#### Aim of the exercise:
Every entry here needs to be repeated exactly.

Collected data entries
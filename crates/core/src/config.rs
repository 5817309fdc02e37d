//! Core runtime configuration.
//!
//! This module defines configuration that should be resolved once at process startup and then
//! passed into core services. The intent is to avoid reading process-wide environment variables
//! during request handling, which can lead to inconsistent behaviour between deployments and
//! test harnesses.

use crate::constants::{DATA_DIR_NAME, KNOWLEDGE_BASE_FILENAME};
use crate::error::{KnowledgeError, KnowledgeResult};
use std::path::{Path, PathBuf};

/// Resolve the knowledge-base document path without reading environment variables.
///
/// If `override_path` is provided it is returned unchanged; an explicit path is the
/// caller's choice, and [`KnowledgeBase::load`](crate::KnowledgeBase::load) reports a
/// missing file. Otherwise this searches for `data/knowledge_base.json` relative to the
/// current working directory and then walks up from `CARGO_MANIFEST_DIR`.
pub fn resolve_knowledge_base_path(override_path: Option<PathBuf>) -> KnowledgeResult<PathBuf> {
    if let Some(path) = override_path {
        return Ok(path);
    }

    let cwd_relative = Path::new(DATA_DIR_NAME).join(KNOWLEDGE_BASE_FILENAME);
    if cwd_relative.is_file() {
        return Ok(cwd_relative);
    }

    let manifest_dir = Path::new(env!("CARGO_MANIFEST_DIR"));
    for ancestor in manifest_dir.ancestors() {
        let candidate = ancestor.join(DATA_DIR_NAME).join(KNOWLEDGE_BASE_FILENAME);
        if candidate.is_file() {
            return Ok(candidate);
        }
    }

    Err(KnowledgeError::InvalidInput(
        "could not locate data/knowledge_base.json".into(),
    ))
}
use pakar_types::Code;

#[derive(Debug, thiserror::Error)]
pub enum KnowledgeError {
    #[error("invalid input: {0}")]
    InvalidInput(String),
    #[error("knowledge base not found: {}", .path.display())]
    NotFound { path: std::path::PathBuf },
    #[error("failed to read knowledge base: {0}")]
    Read(std::io::Error),
    #[error("failed to parse knowledge base: {0}")]
    Parse(serde_json::Error),
    #[error("duplicate symptom code in catalog: {code}")]
    DuplicateSymptomCode { code: Code },
    #[error("duplicate rule code in catalog: {code}")]
    DuplicateRuleCode { code: Code },
    #[error("rule {rule} has an empty condition list")]
    EmptyConditions { rule: Code },
}

pub type KnowledgeResult<T> = std::result::Result<T, KnowledgeError>;
//! # Pakar Core
//!
//! Core business logic for the pakar printer-diagnosis expert system.
//!
//! This crate contains pure knowledge and matching operations:
//! - Knowledge-base loading, validation and read-only lookups (`knowledge`)
//! - Forward-chaining subset matching over the rule catalog (`inference`)
//! - Catalog path resolution and shared constants (`config`, `constants`)
//!
//! **No presentation concerns**: question flow, terminal prompts or HTTP
//! interfaces belong in `pakar-cli` and the `pakar-run` service binary.

pub mod config;
pub mod constants;
pub mod error;
pub mod inference;
pub mod knowledge;

pub use error::{KnowledgeError, KnowledgeResult};
pub use inference::{InferenceEngine, Match, PartialMatch};
pub use knowledge::{DanglingCondition, KnowledgeBase, KnowledgeDocument, Rule, Symptom};

// Re-exported so downstream crates need not depend on pakar-types directly.
pub use pakar_types::{Code, CodeError};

#### Answer box:
filename crates/core/src/config.rs
repository 5817309fdc02e37d
//! Core runtime configuration.
//!
//! This module defines configuration that should be resolved once at process startup and then
//! passed into core services. The intent is to avoid reading process-wide environment variables
//! during request handling, which can lead to inconsistent behaviour between deployments and
//! test harnesses.

use crate::constants::{DATA_DIR_NAME, KNOWLEDGE_BASE_FILENAME};
use crate::error::{KnowledgeError, KnowledgeResult};
use std::path::{Path, PathBuf};

/// Resolve the knowledge-base document path without reading environment variables.
///
/// If `override_path` is provided it is returned unchanged; an explicit path is the
/// caller's choice, and [`KnowledgeBase::load`](crate::KnowledgeBase::load) reports a
/// missing file. Otherwise this searches for `data/knowledge_base.json` relative to the
/// current working directory and then walks up from `CARGO_MANIFEST_DIR`.
pub fn resolve_knowledge_base_path(override_path: Option<PathBuf>) -> KnowledgeResult<PathBuf> {
    if let Some(path) = override_path {
        return Ok(path);
    }

    let cwd_relative = Path::new(DATA_DIR_NAME).join(KNOWLEDGE_BASE_FILENAME);
    if cwd_relative.is_file() {
        return Ok(cwd_relative);
    }

    let manifest_dir = Path::new(env!("CARGO_MANIFEST_DIR"));
    for ancestor in manifest_dir.ancestors() {
        let candidate = ancestor.join(DATA_DIR_NAME).join(KNOWLEDGE_BASE_FILENAME);
        if candidate.is_file() {
            return Ok(candidate);
        }
    }

    Err(KnowledgeError::InvalidInput(
        "could not locate data/knowledge_base.json".into(),
    ))
}
use pakar_types::Code;

#[derive(Debug, thiserror::Error)]
pub enum KnowledgeError {
    #[error("invalid input: {0}")]
    InvalidInput(String),
    #[error("knowledge base not found: {}", .path.display())]
    NotFound { path: std::path::PathBuf },
    #[error("failed to read knowledge base: {0}")]
    Read(std::io::Error),
    #[error("failed to parse knowledge base: {0}")]
    Parse(serde_json::Error),
    #[error("duplicate symptom code in catalog: {code}")]
    DuplicateSymptomCode { code: Code },
    #[error("duplicate rule code in catalog: {code}")]
    DuplicateRuleCode { code: Code },
    #[error("rule {rule} has an empty condition list")]
    EmptyConditions { rule: Code },
}

pub type KnowledgeResult<T> = std::result::Result<T, KnowledgeError>;
//! # Pakar Core
//!
//! Core business logic for the pakar printer-diagnosis expert system.
//!
//! This crate contains pure knowledge and matching operations:
//! - Knowledge-base loading, validation and read-only lookups (`knowledge`)
//! - Forward-chaining subset matching over the rule catalog (`inference`)
//! - Catalog path resolution and shared constants (`config`, `constants`)
//!
//! **No presentation concerns**: question flow, terminal prompts or HTTP
//! interfaces belong in `pakar-cli` and the `pakar-run` service binary.

pub mod config;
pub mod constants;
pub mod error;
pub mod inference;
pub mod knowledge;

pub use error::{KnowledgeError, KnowledgeResult};
pub use inference::{InferenceEngine, Match, PartialMatch};
pub use knowledge::{DanglingCondition, KnowledgeBase, KnowledgeDocument, Rule, Symptom};

// Re-exported so downstream crates need not depend on pakar-types directly.
pub use pakar_types::{Code, CodeError};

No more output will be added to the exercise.